Not a Professional Googler
Prospect Research is more than putting someone’s name in Google. It’s a common misconception of the field. It’s true that part of the role is finding information. But it’s more than just a Google search. We find a lot of our wealth information on specialized websites and reports like county assessor’s offices, real estate websites, and much more. Information on those sites aren’t easily found via Google. It requires knowledge of what resources to use. We spend a lot of time at conferences, etc. exchanging ideas for new place to find information and that’s just a small part of the story. We have to take our training and expertise, and our intuition to understand the information that we find. Is it accurate? What does it really mean about the prospect? And then we unite that knowledge with the information we know as an institution by looking at old research, contact reports and even giving. It’s so much more complicated than a Google search. We assist in determining strategy for the gift officers. We help them figure out what motivates the prospect. We can even help with ask amounts!
But there’s even more that Prospect Research can do! We have to find leads for the organization, to build the prospect pool. That takes a lot of discernment and cleverness to find people who may be interested in your mission. Schools have the natural pool of their alumni as possible prospects but researchers still have to find them out. We spend hours looking at SEC documents, news articles, reviewing top business lists, LinkedIn, and so much more. Again, new prospects aren’t something you can just Google.
And finally, we can help overall strategy for a school or program. We can look at the entire data set and help gift officers make decisions about their donors. Where events should be held? How should we split up the US between gift officers? There’s so much that prospect research can do since we are in the data all the time.
Now, you are probably thinking: That’s great, Dear Analyst. I know we do so much. How do I communicate that to my colleagues and leadership?
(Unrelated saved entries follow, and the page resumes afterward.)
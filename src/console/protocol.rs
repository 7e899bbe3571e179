//! Console command protocol
//!
//! One command per line, either as words (`filter category laptop`) or as
//! a JSON object (`{"type":"filter_category","value":"laptop"}`).

use serde::{Deserialize, Serialize};
use thiserror::Error;

use crate::catalog::{
    category_label, FilterState, Product, ProductCondition, SortOption, CATEGORIES,
};
use crate::state::DashboardStatus;

/// Requests typed at the console
#[derive(Debug, Clone, PartialEq, Eq, Serialize, Deserialize)]
#[serde(tag = "type", rename_all = "snake_case")]
pub enum Request {
    /// Begin analysis
    Start,

    /// End analysis
    Stop,

    /// Reset confidence and indicators
    Reset,

    /// Show the dashboard
    Status,

    /// List products passing the current filters
    Products,

    /// Restrict to a category; `None` clears it
    FilterCategory { value: Option<String> },

    /// Restrict to a condition; `None` clears it
    FilterCondition { value: Option<ProductCondition> },

    /// Free-text search over title, brand and description
    Search { text: String },

    /// Change the sort order
    Sort { by: SortOption },

    /// Restore default filters
    ClearFilters,

    /// Show or hide the filter panel
    ToggleFilters,

    /// Open the detail view of a product
    Show { id: String },

    /// Close the detail view
    Close,

    /// List filter and sort options
    Options,

    Help,

    Quit,
}

/// Errors from parsing a command line
#[derive(Debug, Error)]
pub enum CommandError {
    #[error("unknown command '{0}' (try 'help')")]
    Unknown(String),

    #[error("'{command}' needs {argument}")]
    MissingArgument {
        command: &'static str,
        argument: &'static str,
    },

    #[error("invalid {field} '{value}'")]
    InvalidValue { field: &'static str, value: String },

    #[error("malformed JSON command: {0}")]
    Json(#[from] serde_json::Error),
}

impl CommandError {
    /// Short machine-readable code
    pub fn code(&self) -> &'static str {
        match self {
            CommandError::Unknown(_) => "unknown_command",
            CommandError::MissingArgument { .. } => "missing_argument",
            CommandError::InvalidValue { .. } => "invalid_value",
            CommandError::Json(_) => "malformed_json",
        }
    }
}

/// Parse one input line. Blank lines yield `None`.
pub fn parse_line(line: &str) -> Result<Option<Request>, CommandError> {
    let line = line.trim();
    if line.is_empty() {
        return Ok(None);
    }

    let request = if line.starts_with('{') {
        serde_json::from_str(line)?
    } else {
        parse_words(line)?
    };

    validate(&request)?;
    Ok(Some(request))
}

fn parse_words(line: &str) -> Result<Request, CommandError> {
    let (command, rest) = match line.split_once(char::is_whitespace) {
        Some((command, rest)) => (command, rest.trim()),
        None => (line, ""),
    };

    let request = match command.to_ascii_lowercase().as_str() {
        "start" => Request::Start,
        "stop" => Request::Stop,
        "reset" => Request::Reset,
        "status" => Request::Status,
        "products" | "ls" => Request::Products,
        "filter" => parse_filter(rest)?,
        "search" => Request::Search {
            text: rest.to_string(),
        },
        "sort" => {
            let value = required(rest, "sort", "an order (newest, price_low, price_high)")?;
            let by = value.parse().map_err(|_| CommandError::InvalidValue {
                field: "sort order",
                value: value.to_string(),
            })?;
            Request::Sort { by }
        }
        "clear-filters" | "clear" => Request::ClearFilters,
        "filters" => Request::ToggleFilters,
        "show" => Request::Show {
            id: required(rest, "show", "a product id")?.to_string(),
        },
        "close" => Request::Close,
        "options" => Request::Options,
        "help" | "?" => Request::Help,
        "quit" | "exit" => Request::Quit,
        other => return Err(CommandError::Unknown(other.to_string())),
    };

    Ok(request)
}

fn parse_filter(rest: &str) -> Result<Request, CommandError> {
    let (field, value) = match rest.split_once(char::is_whitespace) {
        Some((field, value)) => (field, value.trim()),
        None => (rest, ""),
    };
    let value = required(value, "filter", "a field and a value")?;
    let value = (value != "all").then(|| value.to_string());

    match field {
        "category" => Ok(Request::FilterCategory { value }),
        "condition" => {
            let value = value
                .map(|v| {
                    ProductCondition::parse(&v).ok_or(CommandError::InvalidValue {
                        field: "condition",
                        value: v,
                    })
                })
                .transpose()?;
            Ok(Request::FilterCondition { value })
        }
        other => Err(CommandError::InvalidValue {
            field: "filter field",
            value: other.to_string(),
        }),
    }
}

fn required<'a>(
    value: &'a str,
    command: &'static str,
    argument: &'static str,
) -> Result<&'a str, CommandError> {
    if value.is_empty() {
        Err(CommandError::MissingArgument { command, argument })
    } else {
        Ok(value)
    }
}

// Checks that apply to both word and JSON forms.
fn validate(request: &Request) -> Result<(), CommandError> {
    if let Request::FilterCategory { value: Some(category) } = request {
        if category_label(category).is_none() {
            return Err(CommandError::InvalidValue {
                field: "category",
                value: category.clone(),
            });
        }
    }
    Ok(())
}

/// Console replies
#[derive(Debug, Clone, Serialize)]
#[serde(tag = "type", rename_all = "snake_case")]
pub enum Response {
    /// Dashboard status
    Status(DashboardStatus),

    /// Command forwarded to the dashboard
    Accepted { command: &'static str },

    /// Filtered product list
    Products {
        filters: FilterState,
        /// Whether the filter panel is open
        filter_panel: bool,
        /// Product whose detail view is open
        selected: Option<String>,
        products: Vec<Product>,
    },

    /// Filters changed
    Filters { filters: FilterState },

    /// Filter panel visibility changed
    FilterPanel { shown: bool },

    /// Detail view of one product
    Detail { product: Product },

    /// Detail view closed
    Closed,

    /// Available filter and sort values
    Options {
        categories: Vec<OptionEntry>,
        conditions: Vec<OptionEntry>,
        sort: Vec<OptionEntry>,
    },

    Help { commands: &'static [&'static str] },

    Error { code: String, message: String },
}

/// A selectable filter or sort value
#[derive(Debug, Clone, PartialEq, Eq, Serialize)]
pub struct OptionEntry {
    pub value: &'static str,
    pub label: &'static str,
}

impl Response {
    /// The option tables behind the filter panel
    pub fn options() -> Self {
        Response::Options {
            categories: CATEGORIES
                .iter()
                .map(|&(value, label)| OptionEntry { value, label })
                .collect(),
            conditions: ProductCondition::ALL
                .iter()
                .map(|c| OptionEntry {
                    value: c.as_str(),
                    label: c.label(),
                })
                .collect(),
            sort: SortOption::ALL
                .iter()
                .map(|o| OptionEntry {
                    value: o.as_str(),
                    label: o.label(),
                })
                .collect(),
        }
    }
}

impl From<CommandError> for Response {
    fn from(e: CommandError) -> Self {
        Response::Error {
            code: e.code().to_string(),
            message: e.to_string(),
        }
    }
}

#[cfg(test)]
mod tests {
    use super::*;

    #[test]
    fn test_word_commands() {
        assert_eq!(parse_line("start").unwrap(), Some(Request::Start));
        assert_eq!(parse_line("  STOP ").unwrap(), Some(Request::Stop));
        assert_eq!(parse_line("").unwrap(), None);
        assert_eq!(
            parse_line("show 3").unwrap(),
            Some(Request::Show { id: "3".into() })
        );
        assert_eq!(
            parse_line("search magic keyboard").unwrap(),
            Some(Request::Search {
                text: "magic keyboard".into()
            })
        );
    }

    #[test]
    fn test_filter_commands() {
        assert_eq!(
            parse_line("filter category laptop").unwrap(),
            Some(Request::FilterCategory {
                value: Some("laptop".into())
            })
        );
        assert_eq!(
            parse_line("filter condition for_parts").unwrap(),
            Some(Request::FilterCondition {
                value: Some(ProductCondition::ForParts)
            })
        );
        assert_eq!(
            parse_line("filter condition all").unwrap(),
            Some(Request::FilterCondition { value: None })
        );
    }

    #[test]
    fn test_sort_command() {
        assert_eq!(
            parse_line("sort price_high").unwrap(),
            Some(Request::Sort {
                by: SortOption::PriceHigh
            })
        );
        assert!(matches!(
            parse_line("sort"),
            Err(CommandError::MissingArgument { command: "sort", .. })
        ));
    }

    #[test]
    fn test_json_commands() {
        assert_eq!(
            parse_line(r#"{"type":"start"}"#).unwrap(),
            Some(Request::Start)
        );
        assert_eq!(
            parse_line(r#"{"type":"sort","by":"price_low"}"#).unwrap(),
            Some(Request::Sort {
                by: SortOption::PriceLow
            })
        );
        assert!(matches!(
            parse_line(r#"{"type":"launch"}"#),
            Err(CommandError::Json(_))
        ));
    }

    #[test]
    fn test_invalid_values() {
        assert!(matches!(
            parse_line("dance"),
            Err(CommandError::Unknown(ref c)) if c == "dance"
        ));
        assert!(matches!(
            parse_line("filter category phones"),
            Err(CommandError::InvalidValue { field: "category", .. })
        ));
        assert!(matches!(
            parse_line(r#"{"type":"filter_category","value":"phones"}"#),
            Err(CommandError::InvalidValue { field: "category", .. })
        ));
        assert!(matches!(
            parse_line("filter condition mint"),
            Err(CommandError::InvalidValue { field: "condition", .. })
        ));
        assert!(matches!(
            parse_line("filter color red"),
            Err(CommandError::InvalidValue { field: "filter field", .. })
        ));
        assert!(matches!(
            parse_line("filter"),
            Err(CommandError::MissingArgument { .. })
        ));
    }

    #[test]
    fn test_options_response() {
        let json = serde_json::to_value(Response::options()).unwrap();
        assert_eq!(json["type"], "options");
        assert_eq!(json["categories"].as_array().unwrap().len(), 5);
        assert_eq!(json["conditions"][3]["value"], "for_parts");
        assert_eq!(json["sort"][1]["label"], "Price: Low to High");
    }

    #[test]
    fn test_error_response() {
        let response = Response::from(CommandError::Unknown("dance".into()));
        let json = serde_json::to_string(&response).unwrap();
        assert!(json.contains("unknown_command"));
        assert!(json.contains("dance"));
    }
}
That’s the tricky part. Often times, we as researchers have to continually make the case about what prospect research can do. In many shops, it has been helpful for a research team to hold Prospect Research 101 trainings for all staff to start the education process and to reinforce it. It also helps if you have a good advocate at the leadership level who understands what your department can do. They can appeal to other members in the leadership team about what research can do for your institution.
Regular meetings with gift officers can also be a strategy. Maintaining a regular rapport helps gift officers and researchers stay connected and working together to find ways to collaborate. These conversations and meetings allow for the opportunity of researchers to offer gift officers different ways in which they can help them in their fundraising goals. Do they need assistance prioritizing their suspects? Do they want to know where their alumni live? These meetings demonstrate the depth and breadth of what a prospect researcher can do. Of course, it’s also important to remember that you don’t want to overpromise and get overwhelmed with side projects. Your main objective is to educate and inform the gift officers who you work with not entertain every demand. A good balance is always key.
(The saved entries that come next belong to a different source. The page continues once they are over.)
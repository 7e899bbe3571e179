//! Client-side filtering and sorting over the catalog

use std::cmp::Reverse;
use std::str::FromStr;

use serde::{Deserialize, Serialize};

use super::product::{Product, ProductCondition};

/// Category filter values and their labels
pub const CATEGORIES: [(&str, &str); 5] = [
    ("smartphone", "Smartphones"),
    ("laptop", "Laptops"),
    ("tablet", "Tablets"),
    ("headphones", "Headphones"),
    ("accessories", "Accessories"),
];

#[derive(Debug, Clone, Copy, PartialEq, Eq, Default, Serialize, Deserialize)]
#[serde(rename_all = "snake_case")]
pub enum SortOption {
    #[default]
    Newest,
    PriceLow,
    PriceHigh,
}

impl SortOption {
    pub const ALL: [SortOption; 3] = [SortOption::Newest, SortOption::PriceLow, SortOption::PriceHigh];

    pub fn as_str(self) -> &'static str {
        match self {
            SortOption::Newest => "newest",
            SortOption::PriceLow => "price_low",
            SortOption::PriceHigh => "price_high",
        }
    }

    pub fn label(self) -> &'static str {
        match self {
            SortOption::Newest => "Newest First",
            SortOption::PriceLow => "Price: Low to High",
            SortOption::PriceHigh => "Price: High to Low",
        }
    }
}

impl FromStr for SortOption {
    type Err = String;

    fn from_str(s: &str) -> Result<Self, Self::Err> {
        Self::ALL
            .into_iter()
            .find(|option| option.as_str() == s)
            .ok_or_else(|| format!("unknown sort option '{}'", s))
    }
}

/// Label for a category filter value, if it is one
pub fn category_label(value: &str) -> Option<&'static str> {
    CATEGORIES
        .iter()
        .find(|(v, _)| *v == value)
        .map(|(_, label)| *label)
}

/// Current filter selection; `None` means "all"
#[derive(Debug, Clone, PartialEq, Eq, Default, Serialize, Deserialize)]
pub struct FilterState {
    pub category: Option<String>,
    pub condition: Option<ProductCondition>,
    pub search: String,
    pub sort_by: SortOption,
}

impl FilterState {
    pub fn accepts(&self, product: &Product) -> bool {
        if let Some(category) = &self.category {
            if &product.category != category {
                return false;
            }
        }
        if let Some(condition) = self.condition {
            if product.condition != condition {
                return false;
            }
        }
        if !self.search.is_empty() {
            return product.matches_search(&self.search.to_lowercase());
        }
        true
    }

    /// Filter then sort. The sort is stable, so equal keys keep catalog order.
    pub fn apply(&self, products: &[Product]) -> Vec<Product> {
        let mut visible: Vec<Product> = products
            .iter()
            .filter(|product| self.accepts(product))
            .cloned()
            .collect();

        match self.sort_by {
            SortOption::PriceLow => visible.sort_by_key(|p| p.price),
            SortOption::PriceHigh => visible.sort_by_key(|p| Reverse(p.price)),
            SortOption::Newest => visible.sort_by_key(|p| Reverse(p.created_at)),
        }
        visible
    }
}

#[cfg(test)]
mod tests {
    use chrono::{Duration, TimeZone, Utc};

    use super::*;
    use crate::catalog::data::products;

    fn ids(products: &[Product]) -> Vec<&str> {
        products.iter().map(|p| p.id.as_str()).collect()
    }

    fn prices(products: &[Product]) -> Vec<u32> {
        products.iter().map(|p| p.price).collect()
    }

    #[test]
    fn test_default_filter_shows_everything() {
        let catalog = products();
        let visible = FilterState::default().apply(&catalog);
        assert_eq!(ids(&visible), vec!["1", "2", "3", "4", "5", "6"]);
    }

    #[test]
    fn test_category_filter() {
        let filters = FilterState {
            category: Some("laptop".into()),
            ..FilterState::default()
        };
        assert_eq!(ids(&filters.apply(&products())), vec!["2", "4"]);
    }

    #[test]
    fn test_condition_filter() {
        let filters = FilterState {
            condition: Some(ProductCondition::Broken),
            ..FilterState::default()
        };
        assert_eq!(ids(&filters.apply(&products())), vec!["1", "6"]);
    }

    #[test]
    fn test_search_is_case_insensitive_across_fields() {
        let catalog = products();
        let by_brand = FilterState {
            search: "APPLE".into(),
            ..FilterState::default()
        };
        assert_eq!(ids(&by_brand.apply(&catalog)), vec!["1", "2", "6"]);

        let by_description = FilterState {
            search: "warranty".into(),
            ..FilterState::default()
        };
        assert_eq!(ids(&by_description.apply(&catalog)), vec!["3"]);
    }

    #[test]
    fn test_filters_combine() {
        let filters = FilterState {
            category: Some("smartphone".into()),
            condition: Some(ProductCondition::New),
            search: "galaxy".into(),
            sort_by: SortOption::Newest,
        };
        assert_eq!(ids(&filters.apply(&products())), vec!["3"]);
    }

    #[test]
    fn test_empty_category_yields_nothing() {
        let filters = FilterState {
            category: Some("accessories".into()),
            ..FilterState::default()
        };
        assert!(filters.apply(&products()).is_empty());
    }

    #[test]
    fn test_sort_price_low() {
        let filters = FilterState {
            sort_by: SortOption::PriceLow,
            ..FilterState::default()
        };
        assert_eq!(prices(&filters.apply(&products())), vec![150, 220, 350, 400, 899, 1200]);
    }

    #[test]
    fn test_sort_price_high() {
        let filters = FilterState {
            sort_by: SortOption::PriceHigh,
            ..FilterState::default()
        };
        assert_eq!(prices(&filters.apply(&products())), vec![1200, 899, 400, 350, 220, 150]);
    }

    #[test]
    fn test_sort_newest_first() {
        let base = Utc.with_ymd_and_hms(2025, 3, 1, 12, 0, 0).unwrap();
        let mut catalog = products();
        for (offset, product) in catalog.iter_mut().enumerate() {
            product.created_at = base + Duration::hours(offset as i64);
        }

        let visible = FilterState::default().apply(&catalog);
        assert_eq!(ids(&visible), vec!["6", "5", "4", "3", "2", "1"]);
    }

    #[test]
    fn test_sort_option_parsing() {
        assert_eq!("price_low".parse::<SortOption>(), Ok(SortOption::PriceLow));
        assert!("cheapest".parse::<SortOption>().is_err());
        assert_eq!(category_label("tablet"), Some("Tablets"));
        assert_eq!(category_label("phones"), None);
    }
}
And finally, you can advocate for research by identifying opportunities your gift officers may be missing. We are the hunters, gatherers, and disseminators of our organization’s information and many times are in the best position to point out a strategy, prospect, or opportunity being overlooked. Does the person seem to like giving to health organizations and scholarships? Maybe they might be interested in supporting scholarships at a medical school?
These are just a few ways that prospect researchers can make a case for their department. Dear Analyst would love to hear the different ways you and your department have helped make the case too. We’ll post responses in the next Dear Analyst column!